Tracking the Floating Point Error

Floating Point Format

Before starting error discussion on floating point numbers, let us first review the format of floating point numbers. There are two types of floating point numbers: binary floating point and decimal floating point. In this article, the discussion focuses on the binary floating point, which is commonly used for describing real numbers in computers.

The basic concept of the floating point number can be described by the following:

Sign bit, which is a 1-bit data, represents a positive or negative sign of the value
Exponent bits describe the power of 2 as $2^e$
Significand bits divide the range between $2^e$ and $2^{e+1}$ into equal intervals to represent real numbers inbetween

This concept can be described by Eq. (1) and a 32-bit floating point number example for showing PI is described in Figure 1.
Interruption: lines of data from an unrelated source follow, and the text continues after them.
//! The atomic transactional envelope the caller supplies to `RoundEngine`
//! (spec §3, §4.5, §5): "the database transaction supplied by the caller is
//! the unit of atomicity — all ops for one tick commit or none do."
//!
//! The engine only ever calls `apply`. Nothing in this crate calls `commit`
//! on the engine's behalf — per spec §4.6 step 7, the caller may still abort
//! after the engine returns, so committing is the caller's decision alone.

use ippan_round_types::{RoundOp, StoreError};

pub trait RoundTransaction {
    /// Queue one op. Implementations must not make it visible to readers
    /// until `commit` (or the implementation's equivalent) is called.
    fn apply(&mut self, op: &RoundOp) -> Result<(), StoreError>;

    /// Ops queued so far, in emission order. Exposed for tests that assert
    /// on the exact sequence `RoundOps` built (spec §9's "test
    /// introspection").
    fn pending(&self) -> &[RoundOp];
}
\begin{equation} v = (-1)^S \times 2^{E-bias} \times (1 + 2^{1-p} \times T) \end{equation}

floating-point-error-1 Figure 1: Structure of IEEE 754 floating-point format, PI in 32-bit floating point number as an example.

For typical floating point formats in 16, 32, 64, or 128 bits, the corresponding parameters are specified by the following table.

Parameter	binary16	binary32	binary64	binary128
bias	15	127	1023	16383
sign bit, $S$	1	1	1	1
exponent bits, $w$	5	8	11	15
significand bits, $t$	10	23	52	112
precision in bits, $p$	11	24	53	113
unit roundoff, $u$	$2^{-11}$	$2^{-24}$	$2^{-53}$	$2^{-113}$

Rounding Error

To handle real numbers in a computer, the given number has to be converted to a floating point number. In IEEE 754-2019 [1], the following five types of rounding attributes are defined for the conversion. For the binary floating point numbers, the default rounding method is roundTiesToEven.

Rounding Attribute	Rounding to …
roundTiesToEven	the nearest floating point number. If two floating point numbers are equally near, one with an even least significant digit shall be returned.
roundTiesToAway	the nearest floating point number. If two floating point numbers are equaly near, one with greater magnitude shall be returned.
roundTowardPositive	the floating point number closest to and no less than the given number.
roundTowardNegative	the floating point number closest to and no greater then the given number.
roundTowardZero	the floating point number closest to and no greater in magnitude than the given number.

Error Estimation

When describing a real number $x \in \mathbb{R}$ in a floating point number, the amount of error varies depending on $|x|$ . However, the error ratio $\delta$ can be generally described in the following form.

\begin{equation} fl(x) = x(1 + \delta), \quad |\delta| < u \end{equation}

As the first step, the absolute amount of error is smaller than the amount of 1 significant bit.

\begin{equation} |fl(x) - x| < 2^{E-bias} \times \frac{1}{2^t} \end{equation}

Furthermore, assuming that $x$ is rounded to the nearest floating point number, the amount of error can be reduced to half.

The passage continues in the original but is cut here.